STORED DATA:
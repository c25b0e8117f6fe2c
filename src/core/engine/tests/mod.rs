// SPDX-License-Identifier: Apache-2.0
// Copyright 2025 itsakeyfut
//
// Licensed under the Apache License, Version 2.0 (the "License");
// you may not use this file except in compliance with the License.
// You may obtain a copy of the License at
//
//     http://www.apache.org/licenses/LICENSE-2.0
//
// Unless required by applicable law or agreed to in writing, software
// distributed under the License is distributed on an "AS IS" BASIS,
// WITHOUT WARRANTIES OR CONDITIONS OF ANY KIND, either express or implied.
// See the License for the specific language governing permissions and
// limitations under the License.

//! Access engine test modules
//!
//! - `load`: load hit/miss, victim selection, write-back
//! - `store`: store hit and no-write-allocate miss
//! - `halt`: rejection of bad instructions
//! - `scenario`: multi-instruction traces through one set

use super::*;
use crate::core::isa::{immediate_for_word, Instruction, Opcode};


/// `lw $s{slot}, word*4($zero)`
fn lw(slot: u8, word: u16) -> u32 {
    Instruction::encode(Opcode::Lw, 16 + slot, immediate_for_word(word))
}

/// `sw $s{slot}, word*4($zero)`
fn sw(slot: u8, word: u16) -> u32 {
    Instruction::encode(Opcode::Sw, 16 + slot, immediate_for_word(word))
}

WHAT THE TASK REQUIRES: Each line of the material is to be returned precisely as written.

RESULT OF THE TASK:
repository c25b0e8117f6fe2c
filename src/core/engine/tests/mod.rs
// SPDX-License-Identifier: Apache-2.0
// Copyright 2025 itsakeyfut
//
// Licensed under the Apache License, Version 2.0 (the "License");
// you may not use this file except in compliance with the License.
// You may obtain a copy of the License at
//
//     http://www.apache.org/licenses/LICENSE-2.0
//
// Unless required by applicable law or agreed to in writing, software
// distributed under the License is distributed on an "AS IS" BASIS,
// WITHOUT WARRANTIES OR CONDITIONS OF ANY KIND, either express or implied.
// See the License for the specific language governing permissions and
// limitations under the License.

//! Access engine test modules
//!
//! - `load`: load hit/miss, victim selection, write-back
//! - `store`: store hit and no-write-allocate miss
//! - `halt`: rejection of bad instructions
//! - `scenario`: multi-instruction traces through one set

use super::*;
use crate::core::isa::{immediate_for_word, Instruction, Opcode};


/// `lw $s{slot}, word*4($zero)`
fn lw(slot: u8, word: u16) -> u32 {
    Instruction::encode(Opcode::Lw, 16 + slot, immediate_for_word(word))
}

/// `sw $s{slot}, word*4($zero)`
fn sw(slot: u8, word: u16) -> u32 {
    Instruction::encode(Opcode::Sw, 16 + slot, immediate_for_word(word))
}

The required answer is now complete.